Available data
******

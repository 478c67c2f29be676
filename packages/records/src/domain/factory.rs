//! Domain factories for creating domain entities and value objects.

use super::error::ValueObjectError;

/// Factory for generating record identifiers.
///
/// Used when a record is created without an explicit id, separating the
/// generation concern from the validation logic in the id value objects.
pub struct RecordIdFactory;

impl RecordIdFactory {
    /// Generate a new identifier from a random UUID v4.
    ///
    /// # Errors
    ///
    /// This method should not fail in practice, but returns Result for consistency
    /// with the domain error handling pattern.
    pub fn generate<I>() -> Result<I, ValueObjectError>
    where
        I: TryFrom<String, Error = ValueObjectError>,
    {
        let uuid = uuid::Uuid::new_v4();
        I::try_from(uuid.to_string())
    }
}
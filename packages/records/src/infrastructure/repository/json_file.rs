//! JSON file Record Repository 実装
//!
//! ドメイン層が定義する RecordRepository trait の具体的な実装。
//! ストアファイル全体を読み込み、変更のたびにファイル全体を書き戻します。
//!
//! ```text
//! JSON ファイル → serde_json::Value → Record::from_fields → IndexMap<id, Record>
//! ```
//!
//! ファイル欠損・JSON 破損は空のマッピングとして扱います。型の合わない
//! レコードを含むファイルはエラーとし、書き戻しで有効なレコードを失わないようにします。
//!
//! ファイルロックは行いません。複数プロセスから同時に書き込むと更新が失われます。

use std::{
    fs,
    io::{self, Write},
    marker::PhantomData,
    path::{Path, PathBuf},
};

use indexmap::IndexMap;
use serde::Serialize;
use serde_json::{Value, ser::PrettyFormatter};
use tempfile::NamedTempFile;

use crate::domain::{Record, RecordRepository, RepositoryError};

/// Indentation used when writing store files
const INDENT: &[u8] = b"    ";

/// JSON ファイルをストレージとして使用する Repository 実装
pub struct JsonFileRepository<R> {
    /// ストアファイルのパス
    path: PathBuf,
    _record: PhantomData<fn() -> R>,
}

impl<R: Record> JsonFileRepository<R> {
    /// 新しい JsonFileRepository を作成
    pub fn new(path: impl Into<PathBuf>) -> Self {
        Self {
            path: path.into(),
            _record: PhantomData,
        }
    }

    pub fn path(&self) -> &Path {
        &self.path
    }

    /// ファイルを厳密に読み込む（欠損・破損はエラーとして返す）
    fn read_records(&self) -> Result<IndexMap<String, R>, RepositoryError> {
        let content = fs::read_to_string(&self.path).map_err(|source| RepositoryError::Read {
            path: self.path.clone(),
            source,
        })?;

        let value: Value =
            serde_json::from_str(&content).map_err(|source| RepositoryError::MalformedJson {
                path: self.path.clone(),
                source,
            })?;

        let Value::Object(entries) = value else {
            return Err(RepositoryError::NotAnObject {
                path: self.path.clone(),
            });
        };

        entries
            .into_iter()
            .map(|(id, fields)| {
                R::from_value(&fields)
                    .map(|record| (id.clone(), record))
                    .map_err(|source| RepositoryError::InvalidRecord {
                        path: self.path.clone(),
                        id,
                        source,
                    })
            })
            .collect()
    }
}

impl<R: Record> RecordRepository<R> for JsonFileRepository<R> {
    fn load(&self) -> Result<IndexMap<String, R>, RepositoryError> {
        match self.read_records() {
            Ok(records) => {
                tracing::debug!(
                    "Loaded {} {} record(s) from {}",
                    records.len(),
                    R::KIND,
                    self.path.display()
                );
                Ok(records)
            }
            Err(RepositoryError::Read { source, .. }) if source.kind() == io::ErrorKind::NotFound => {
                tracing::warn!("File not found: {}", self.path.display());
                Ok(IndexMap::new())
            }
            Err(
                e @ (RepositoryError::MalformedJson { .. } | RepositoryError::NotAnObject { .. }),
            ) => {
                tracing::warn!("{}. Data may be corrupted.", e);
                Ok(IndexMap::new())
            }
            Err(e) => Err(e),
        }
    }

    fn save(&self, records: &IndexMap<String, R>) -> Result<(), RepositoryError> {
        let mut buf = Vec::new();
        let mut serializer =
            serde_json::Serializer::with_formatter(&mut buf, PrettyFormatter::with_indent(INDENT));
        records.serialize(&mut serializer)?;
        buf.push(b'\n');

        let write_error = |source: io::Error| RepositoryError::Write {
            path: self.path.clone(),
            source,
        };

        // 同じディレクトリの一時ファイルに書き込んでから rename する
        let dir = match self.path.parent() {
            Some(parent) if !parent.as_os_str().is_empty() => parent,
            _ => Path::new("."),
        };
        let mut tmp = NamedTempFile::new_in(dir).map_err(write_error)?;
        tmp.write_all(&buf).map_err(write_error)?;
        tmp.persist(&self.path).map_err(|e| write_error(e.error))?;

        tracing::debug!(
            "Saved {} {} record(s) to {}",
            records.len(),
            R::KIND,
            self.path.display()
        );
        Ok(())
    }
}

******

Work to complete
Copy out every line in the listing where the word "domain" appears.

Reply
filename packages/records/src/domain/factory.rs
//! Domain factories for creating domain entities and value objects.
    /// with the domain error handling pattern.
use crate::domain::{Record, RecordRepository, RepositoryError};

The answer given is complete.